年収1,000万円以上の場合の一戸建て購入

年収1,000万円以上の場合の一戸建て購入

年収が1,000万円以上であれば、5,000万円以上の価格帯の物件も視野に入ってきます。この価格帯なら東京23区内の新築一戸建て購入も可能です。
頭金を1,000万円程度用意できれば、借入額は4,000万円が目安です。この場合、月々の返済額は約12万2千円、年間で146万3千円となり、返済額を年収の15%弱に抑えることができます。

年収1,000万円以上の場合

購入価格帯 借入金額 月々返済額
4,000~5,000万円 4,000万円 12万1,882円

適正な住宅ローンの目安

適正な住宅ローンの目安

一戸建ての購入で心得ておきたいのが適正な住宅ローンの目安です。

適正な住宅ローンの借入額は年収の5倍程度と考えられていますが、借入総額を決める場合には熟考が必要です。
ローンの借入総額を抑えるためには、頭金をある程度の額の用意しておくことは大切ですが、借入額を減らしたいために手持ちの資金を全額頭金にするとリスクが上がります。
人生の大きな買い物は住宅だけではないので、家族のライフプランを考えてローンを検討することが大切です。
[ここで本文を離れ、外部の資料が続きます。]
use std::sync::atomic::{AtomicU64, Ordering};

/// A monotonically increasing counter readable without the shard lock.
///
/// Counters are observational; `Relaxed` ordering is enough because no
/// other memory is published through them.
#[repr(transparent)]
#[derive(Debug, Default)]
pub struct MetricsCell(AtomicU64);

impl MetricsCell {
    #[inline]
    pub fn new() -> Self {
        Self(AtomicU64::new(0))
    }

    #[inline]
    pub fn get(&self) -> u64 {
        self.0.load(Ordering::Relaxed)
    }

    #[inline]
    pub fn incr(&self) {
        self.0.fetch_add(1, Ordering::Relaxed);
    }
}
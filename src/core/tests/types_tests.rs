// Copyright 2025 Eric Jingryd (tidynest@proton.me)
//
// Licensed under the Apache License, Version 2.0 (the "License");
// you may not use this file except in compliance with the License.
// You may obtain a copy of the License at
//
//     http://www.apache.org/licenses/LICENSE-2.0
//
// Unless required by applicable law or agreed to in writing, software
// distributed under the License is distributed on an "AS IS" BASIS,
// WITHOUT WARRANTIES OR CONDITIONS OF ANY KIND, either express or implied.
// See the License for the specific language governing permissions and
// limitations under the License.

use crate::core::{Diagnostic, DiagnosticKind, GladeObject, Property, Requirement};

#[test]
fn test_object_display() {
    let object = GladeObject::new("GtkButton", "okButton", 3);
    assert_eq!(format!("{}", object), "GtkButton#okButton");

    // No identifier, class only
    let anonymous = GladeObject::new("GtkTreeSelection", "", 0);
    assert_eq!(format!("{}", anonymous), "GtkTreeSelection");
}

#[test]
fn test_property_lookup_returns_first_match() {
    let mut object = GladeObject::new("GtkLabel", "Label", 0);
    object.properties = vec![
        Property {
            name: "label".to_string(),
            value: "first".to_string(),
            ..Property::default()
        },
        Property {
            name: "label".to_string(),
            value: "second".to_string(),
            ..Property::default()
        },
    ];

    assert_eq!(object.property("label"), Some("first"));
    assert_eq!(object.property("visible"), None);
}

#[test]
fn test_diagnostic_is_one_based() {
    let diagnostic = Diagnostic::new(
        0,
        DiagnosticKind::MalformedSignal,
        "signal needs a handler".to_string(),
    );

    assert_eq!(diagnostic.line, 1);
    assert_eq!(format!("{}", diagnostic), "[signal] line 1: signal needs a handler");
}

#[test]
fn test_requirement_display() {
    let requirement = Requirement {
        lib: "gtk+".to_string(),
        version: "3.20".to_string(),
    };
    assert_eq!(requirement.to_string(), "gtk+ 3.20");
}

#[test]
fn test_document_serializes_without_scanner_state() {
    let document = super::fixtures::parse(super::fixtures::WINDOW_GLADE);
    let json = serde_json::to_value(&document).unwrap();

    assert_eq!(json["objects_count"], 5);
    assert_eq!(json["requires"]["lib"], "gtk+");
    assert!(json.get("diagnostics").is_none());
    assert!(json.get("source").is_none());
    assert!(json["objects"][0]["properties"][0].get("span").is_none());
}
教育費や介護費もかかりますし、不慮の事故に遭ったり病気になったりすれば、収入が途絶えたりまとまった出費が発生する可能性があります。借入時の年齢と、人生に起こりうる様々な事象を想定した上で、無理なく払えるローンの借入総額と頭金の額を決めるとよいでしょう。

まとめ

一生のうち最も高額の買い物は持ち家だといわれています。人生の一つの区切りとして、一戸建ての購入に憧れている方も多いでしょう。一戸建ての購入プランを検討する場合は、自身の年収に合った価格の一戸建てを見極め、無理のない額でローンを組みましょう。